Reasonableness: The denominator must equal the total number of legal plates, and $5 \times 21 \times 20 \times 10$ visibly equals $21{,}000$. Choice (A) $22{,}050 = 5 \times 21 \times 21 \times 10$ would be the count if positions $2$ and $3$ were allowed to repeat — but the problem forbids repeats, so (A) is the classic trap. Choices (C), (D), (E) shrink the denominator, which would only happen if the favorable count were larger than $1$ — but "AMC8" is a single specific plate. So (B) is the only number consistent with both the constraints and "exactly one favorable plate".

Alternative: Tool #3 (Eliminate Possibilities) on the choices: rewrite each denominator as a product of factors that fit "vowels $\times$ consonants $\times$ consonants $\times$ digits". $22{,}050 = 5 \cdot 21 \cdot 21 \cdot 10$ assumes positions $2$ and $3$ may repeat — eliminated by the "different" constraint. $10{,}500 = 5 \cdot 21 \cdot 20 \cdot 5$ halves the digit count, which the problem does not. $2{,}100$ and $1{,}050$ drop another factor entirely.

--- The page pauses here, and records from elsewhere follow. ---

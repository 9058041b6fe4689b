// Lexical masking for heuristic module analysis.
// Comments, string/template text and regex literals are blanked out so that
// plain regexes can look for `require(`, `module.exports` and `import`/`export`
// without tripping over occurrences inside literals. Byte offsets and line
// breaks of the masked text match the original exactly.

use once_cell::sync::Lazy;
use regex::Regex;
use std::iter::Peekable;
use std::str::Chars;

static TRY_BLOCK_REGEX: Lazy<Regex> =
    Lazy::new(|| Regex::new(r"try\s*\{").expect("valid try regex"));

/// Keywords after which a `/` starts a regular expression, not a division.
const REGEX_PRECEDING_KEYWORDS: &[&str] = &[
    "return", "typeof", "instanceof", "in", "of", "new", "delete", "void", "throw", "case", "do",
    "else", "yield", "await",
];

/// Keywords whose parenthesised head ends in statement position, so the `/`
/// after its `)` starts a regular expression.
const CONTROL_KEYWORDS: &[&str] = &["if", "while", "for", "with"];

#[derive(Debug, Clone, Copy, PartialEq, Eq)]
enum Mode {
    Code,
    LineComment,
    BlockComment,
    Str(char),
    Template,
    Regex { in_class: bool },
}

/// Returns a copy of `source` where every byte that belongs to a comment, to
/// the body of a string or template literal, or to a regex literal is
/// replaced by a space. Quote characters, template `${`/`}` delimiters and
/// line breaks are kept.
pub fn mask_source(source: &str) -> String {
    let chars: Vec<char> = source.chars().collect();
    let mut out = String::with_capacity(source.len());
    let mut mode = if source.starts_with("#!") {
        Mode::LineComment
    } else {
        Mode::Code
    };
    let mut template_depths: Vec<usize> = Vec::new();
    let mut prev_operand = false;
    let mut word = String::new();
    let mut after_control = false;
    // one entry per open `(`: whether it follows a control keyword
    let mut parens: Vec<bool> = Vec::new();
    let mut i = 0;

    while i < chars.len() {
        let c = chars[i];
        let next = chars.get(i + 1).copied();

        match mode {
            Mode::Code => {
                if is_ident_char(c) {
                    word.push(c);
                    out.push(c);
                    i += 1;
                    continue;
                }
                if !word.is_empty() {
                    let property = follows_dot(&chars[..i - word.chars().count()]);
                    prev_operand = property || !REGEX_PRECEDING_KEYWORDS.contains(&word.as_str());
                    after_control = !property && CONTROL_KEYWORDS.contains(&word.as_str());
                    word.clear();
                } else if !c.is_whitespace() && c != '(' && c != '/' {
                    after_control = false;
                }

                match c {
                    '/' if next == Some('/') => {
                        mode = Mode::LineComment;
                        push_masked(&mut out, c);
                    }
                    '/' if next == Some('*') => {
                        mode = Mode::BlockComment;
                        push_masked(&mut out, c);
                        push_masked(&mut out, '*');
                        i += 2;
                        continue;
                    }
                    '/' if !prev_operand => {
                        mode = Mode::Regex { in_class: false };
                        push_masked(&mut out, c);
                    }
                    '\'' | '"' => {
                        mode = Mode::Str(c);
                        out.push(c);
                    }
                    '`' => {
                        mode = Mode::Template;
                        out.push(c);
                    }
                    '{' => {
                        if let Some(depth) = template_depths.last_mut() {
                            *depth += 1;
                        }
                        prev_operand = false;
                        out.push(c);
                    }
                    '}' => {
                        match template_depths.last_mut() {
                            Some(0) => {
                                template_depths.pop();
                                mode = Mode::Template;
                            }
                            Some(depth) => *depth -= 1,
                            None => {}
                        }
                        prev_operand = false;
                        out.push(c);
                    }
                    '(' => {
                        parens.push(after_control);
                        after_control = false;
                        prev_operand = false;
                        out.push(c);
                    }
                    ')' => {
                        prev_operand = !parens.pop().unwrap_or(false);
                        out.push(c);
                    }
                    ']' => {
                        prev_operand = true;
                        out.push(c);
                    }
                    c if c.is_whitespace() => out.push(c),
                    _ => {
                        prev_operand = false;
                        out.push(c);
                    }
                }
            }
            Mode::LineComment => {
                if c == '\n' || c == '\r' {
                    mode = Mode::Code;
                    out.push(c);
                } else {
                    push_masked(&mut out, c);
                }
            }
            Mode::BlockComment => {
                if c == '*' && next == Some('/') {
                    push_masked(&mut out, c);
                    push_masked(&mut out, '/');
                    mode = Mode::Code;
                    i += 2;
                    continue;
                }
                push_masked(&mut out, c);
            }
            Mode::Str(quote) => {
                if c == '\\' {
                    push_masked(&mut out, c);
                    if let Some(escaped) = next {
                        push_masked(&mut out, escaped);
                        i += 2;
                        continue;
                    }
                } else if c == quote {
                    out.push(c);
                    mode = Mode::Code;
                    prev_operand = true;
                } else if c == '\n' {
                    // unterminated literal
                    out.push(c);
                    mode = Mode::Code;
                } else {
                    push_masked(&mut out, c);
                }
            }
            Mode::Template => {
                if c == '\\' {
                    push_masked(&mut out, c);
                    if let Some(escaped) = next {
                        push_masked(&mut out, escaped);
                        i += 2;
                        continue;
                    }
                } else if c == '`' {
                    out.push(c);
                    mode = Mode::Code;
                    prev_operand = true;
                } else if c == '$' && next == Some('{') {
                    out.push_str("${");
                    template_depths.push(0);
                    mode = Mode::Code;
                    prev_operand = false;
                    i += 2;
                    continue;
                } else {
                    push_masked(&mut out, c);
                }
            }
            Mode::Regex { in_class } => {
                if c == '\\' {
                    push_masked(&mut out, c);
                    if let Some(escaped) = next {
                        push_masked(&mut out, escaped);
                        i += 2;
                        continue;
                    }
                } else if c == '\n' {
                    // a regex never spans lines: this was a division after all
                    out.push(c);
                    mode = Mode::Code;
                } else if c == '[' && !in_class {
                    push_masked(&mut out, c);
                    mode = Mode::Regex { in_class: true };
                } else if c == ']' && in_class {
                    push_masked(&mut out, c);
                    mode = Mode::Regex { in_class: false };
                } else if c == '/' && !in_class {
                    push_masked(&mut out, c);
                    mode = Mode::Code;
                    prev_operand = true;
                } else {
                    push_masked(&mut out, c);
                }
            }
        }

        i += 1;
    }

    out
}

fn push_masked(out: &mut String, c: char) {
    if c == '\n' || c == '\r' {
        out.push(c);
    } else {
        out.extend(std::iter::repeat(' ').take(c.len_utf8()));
    }
}

fn follows_dot(before: &[char]) -> bool {
    before.iter().rev().find(|c| !c.is_whitespace()) == Some(&'.')
}

fn is_ident_char(c: char) -> bool {
    c == '_' || c == '$' || c.is_alphanumeric()
}

fn is_ident_byte(b: u8) -> bool {
    b == b'_' || b == b'$' || b.is_ascii_alphanumeric() || b >= 0x80
}

/// True when the token starting at `start` is not glued to a preceding
/// identifier and is not a property access (`foo.require`).
pub fn is_standalone(masked: &str, start: usize) -> bool {
    match masked.as_bytes()[..start].last() {
        None => true,
        Some(&b) => b != b'.' && !is_ident_byte(b),
    }
}

/// True when the byte at `end` does not continue an identifier.
pub fn ends_token(masked: &str, end: usize) -> bool {
    masked.as_bytes().get(end).map_or(true, |&b| !is_ident_byte(b))
}

pub fn skip_whitespace(masked: &str, mut pos: usize) -> usize {
    let bytes = masked.as_bytes();
    while pos < bytes.len() && bytes[pos].is_ascii_whitespace() {
        pos += 1;
    }
    pos
}

/// Position of the bracket closing the one at `open`. Only code brackets
/// survive masking, so a plain depth count is enough.
pub fn find_matching_bracket(masked: &str, open: usize) -> Option<usize> {
    let bytes = masked.as_bytes();
    let mut depth = 0usize;

    for (pos, &b) in bytes.iter().enumerate().skip(open) {
        match b {
            b'(' | b'[' | b'{' => depth += 1,
            b')' | b']' | b'}' => {
                depth = depth.checked_sub(1)?;
                if depth == 0 {
                    return Some(pos);
                }
            }
            _ => {}
        }
    }

    None
}

/// A string literal found in the original source
#[derive(Debug, Clone, PartialEq, Eq)]
pub struct StringLiteral {
    pub value: String,
    /// Offset of the opening quote
    pub start: usize,
    /// Offset just past the closing quote
    pub end: usize,
}

/// Reads the string literal whose opening quote sits at `start`. Template
/// literals only count when they have no substitutions, and a literal whose
/// escapes do not decode is not read at all.
pub fn read_string_literal(source: &str, masked: &str, start: usize) -> Option<StringLiteral> {
    let quote = *masked.as_bytes().get(start)?;
    if !matches!(quote, b'\'' | b'"' | b'`') {
        return None;
    }

    let close = start + 1 + masked[start + 1..].find(quote as char)?;
    let body_masked = &masked[start + 1..close];
    if quote == b'`' && body_masked.contains("${") {
        return None;
    }
    if body_masked.contains('\n') && quote != b'`' {
        return None;
    }

    Some(StringLiteral {
        value: unescape(&source[start + 1..close])?,
        start,
        end: close + 1,
    })
}

/// Cooked value of a literal body. `None` for escapes a module may not
/// contain (legacy octal) or that do not form a valid code point.
fn unescape(raw: &str) -> Option<String> {
    let mut value = String::with_capacity(raw.len());
    let mut chars = raw.chars().peekable();

    while let Some(c) = chars.next() {
        if c != '\\' {
            value.push(c);
            continue;
        }
        match chars.next()? {
            'n' => value.push('\n'),
            't' => value.push('\t'),
            'r' => value.push('\r'),
            'b' => value.push('\u{8}'),
            'f' => value.push('\u{c}'),
            'v' => value.push('\u{b}'),
            '0' if !chars.peek().is_some_and(char::is_ascii_digit) => value.push('\0'),
            '0'..='9' => return None,
            'x' => value.push(char::from_u32(read_hex(&mut chars, 2)?)?),
            'u' => value.push(read_unicode_escape(&mut chars)?),
            // line continuations
            '\r' => {
                chars.next_if_eq(&'\n');
            }
            '\n' | '\u{2028}' | '\u{2029}' => {}
            other => value.push(other),
        }
    }

    Some(value)
}

fn read_hex(chars: &mut Peekable<Chars<'_>>, digits: usize) -> Option<u32> {
    (0..digits).try_fold(0u32, |acc, _| Some(acc * 16 + chars.next()?.to_digit(16)?))
}

/// Reads what follows `\u`: `XXXX`, a `\uXXXX\uXXXX` surrogate pair or `{X…}`.
fn read_unicode_escape(chars: &mut Peekable<Chars<'_>>) -> Option<char> {
    if chars.next_if_eq(&'{').is_some() {
        let mut code = 0u32;
        let mut digits = 0;
        loop {
            let c = chars.next()?;
            if c == '}' && digits > 0 {
                return char::from_u32(code);
            }
            code = code.checked_mul(16)?.checked_add(c.to_digit(16)?)?;
            if code > 0x10FFFF {
                return None;
            }
            digits += 1;
        }
    }

    let unit = read_hex(chars, 4)?;
    if !(0xD800..=0xDBFF).contains(&unit) {
        return char::from_u32(unit);
    }

    // a lone surrogate has no `char`
    let mut ahead = chars.clone();
    if ahead.next()? != '\\' || ahead.next()? != 'u' {
        return None;
    }
    let low = read_hex(&mut ahead, 4)?;
    if !(0xDC00..=0xDFFF).contains(&low) {
        return None;
    }
    *chars = ahead;
    char::from_u32(0x10000 + ((unit - 0xD800) << 10) + (low - 0xDC00))
}

/// Byte ranges `(open_brace, close_brace)` of every `try { … }` block.
pub fn try_block_ranges(masked: &str) -> Vec<(usize, usize)> {
    TRY_BLOCK_REGEX
        .find_iter(masked)
        .filter(|m| is_standalone(masked, m.start()))
        .filter_map(|m| {
            let open = m.end() - 1;
            find_matching_bracket(masked, open).map(|close| (open, close))
        })
        .collect()
}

Only $21{,}000 = 5 \cdot 21 \cdot 20 \cdot 10$ matches every constraint, so (B) survives.

CCSS standards used (min grade 7)

  • 4.OA.A.3 Solve multi-step word problems using four operations with whole numbers (Subtracting $26 - 5 = 21$ for the non-vowel count and multiplying the per-slot counts $5 \times 21 \times 20 \times 10 = 21{,}000$ for the total.)
  • 7.SP.C.7 Develop probability models and use them to find probabilities of events (Treating every legal plate as equally likely and reading the probability of "AMC8" as $\tfrac{1}{\text{total plates}}$.)
  • 7.SP.C.8 Find probabilities of compound events using organized lists, tables, and simulation (Counting the sample space slot-by-slot ($5$ vowels, $21$ non-vowels, $20$ remaining non-vowels, $10$ digits) and combining by the multiplication principle for compound events.)

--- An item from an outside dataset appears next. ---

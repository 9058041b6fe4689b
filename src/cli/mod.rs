// Command-line front end
pub mod commands;

pub use commands::*;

⭐ Count each slot's options separately, multiply them all to get the total, then put $1$ over that — that's the Grade 7 way to handle a "random plate" probability.

⭐ Count each slot's options separately, multiply them all to get the total, then put $1$ over that — that's the Grade 7 way to handle a "random plate" probability.